AlphaMapleSAT: An MCTS-based Cube-and-Conquer SAT Solver for Hard Combinatorial Problems
Piyush Jha, Zhengyu Li, Zhengyang Lu, Raymond Zeng, Curtis Bright, Vijay Ganesh
TL;DR
Alpha-MapleSAT introduces a novel MCTS-based cubing strategy for Cube-and-Conquer SAT solving that uses solver-derived deductive rewards to guide splits. By treating cubing as a tree MDP and applying a PUCT-guided search with propagation-rate rewards, it generates higher-quality cubes with lower overhead than greedy lookahead cubing. Empirical results on the minimum Kochen–Specker problem, the Murty–Simon Conjecture, and Ramsey problems show speedups up to 7.57x in elapsed time on 128 cores, with improved cube distributions and parallel scalability observed across both SAT+CAS and SMS conquering pipelines.

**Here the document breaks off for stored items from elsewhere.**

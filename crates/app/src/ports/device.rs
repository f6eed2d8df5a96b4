//! Device port: reads and commands against the device layer.

use std::future::Future;

use serde_json::Value;
use thingrules_domain::error::DeviceError;
use thingrules_domain::id::ThingId;

/// Access to things managed by the device layer.
///
/// The event feed itself is a channel (see [`EventPublisher`](super::EventPublisher));
/// this trait covers the request/response side.
pub trait DeviceGateway: Send + Sync {
    /// Current value of a property, `None` when the thing or property is unknown.
    fn get_property_value(
        &self,
        thing: &ThingId,
        property: &str,
    ) -> impl Future<Output = Option<Value>> + Send;

    /// Write a property value.
    fn set_property_value(
        &self,
        thing: &ThingId,
        property: &str,
        value: Value,
    ) -> impl Future<Output = Result<(), DeviceError>> + Send;

    /// Ask a thing to perform an action.
    fn request_action(
        &self,
        thing: &ThingId,
        action: &str,
        parameters: Value,
    ) -> impl Future<Output = Result<(), DeviceError>> + Send;
}

impl<T: DeviceGateway> DeviceGateway for std::sync::Arc<T> {
    fn get_property_value(
        &self,
        thing: &ThingId,
        property: &str,
    ) -> impl Future<Output = Option<Value>> + Send {
        (**self).get_property_value(thing, property)
    }

    fn set_property_value(
        &self,
        thing: &ThingId,
        property: &str,
        value: Value,
    ) -> impl Future<Output = Result<(), DeviceError>> + Send {
        (**self).set_property_value(thing, property, value)
    }

    fn request_action(
        &self,
        thing: &ThingId,
        action: &str,
        parameters: Value,
    ) -> impl Future<Output = Result<(), DeviceError>> + Send {
        (**self).request_action(thing, action, parameters)
    }
}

The work demonstrates that deductively guided MCTS can significantly enhance hard combinatorial SAT solving and suggests avenues for future optimization and learning-enhanced variants.
Abstract
This paper introduces AlphaMapleSAT, a Cube-and-Conquer (CnC) parallel SAT solver that integrates Monte Carlo Tree Search (MCTS) with deductive feedback to efficiently solve challenging combinatorial SAT problems. Traditional lookahead cubing methods, used by solvers such as March, limit their search depth to reduce overhead often resulting in suboptimal partitions. By contrast, AlphaMapleSAT performs a deeper MCTS search guided by deductive rewards from SAT solvers. This approach enables informed exploration of the cubing space while keeping cubing costs low. We demonstrate the efficacy of our technique via extensive evaluations against the widely used and established March cubing solver on three well-known challenging combinatorial benchmarks, including the minimum Kochen-Specker (KS) problem from quantum mechanics, the Murty-Simon Conjecture, and the Ramsey problems from extremal graph theory. We compare AlphaMapleSAT against March using different types of conquering solvers such as SAT Modulo Symmetries (SMS) and SAT+CAS, both built on top of the CaDiCaL SAT solver. We show that in all cases, there is a speedup in elapsed real time (wall clock time) ranging from 1.61x to 7.57x on a 128 core machine for the above-mentioned problems. We also perform cube-level and parallel scaling analysis over 32, 64, and 128 cores, which shows that AlphaMapleSAT outperforms March on all these settings. Our results show that deductively-guided MCTS search technique for cubing in CnC solvers can significantly outperform March on hard combinatorial problems.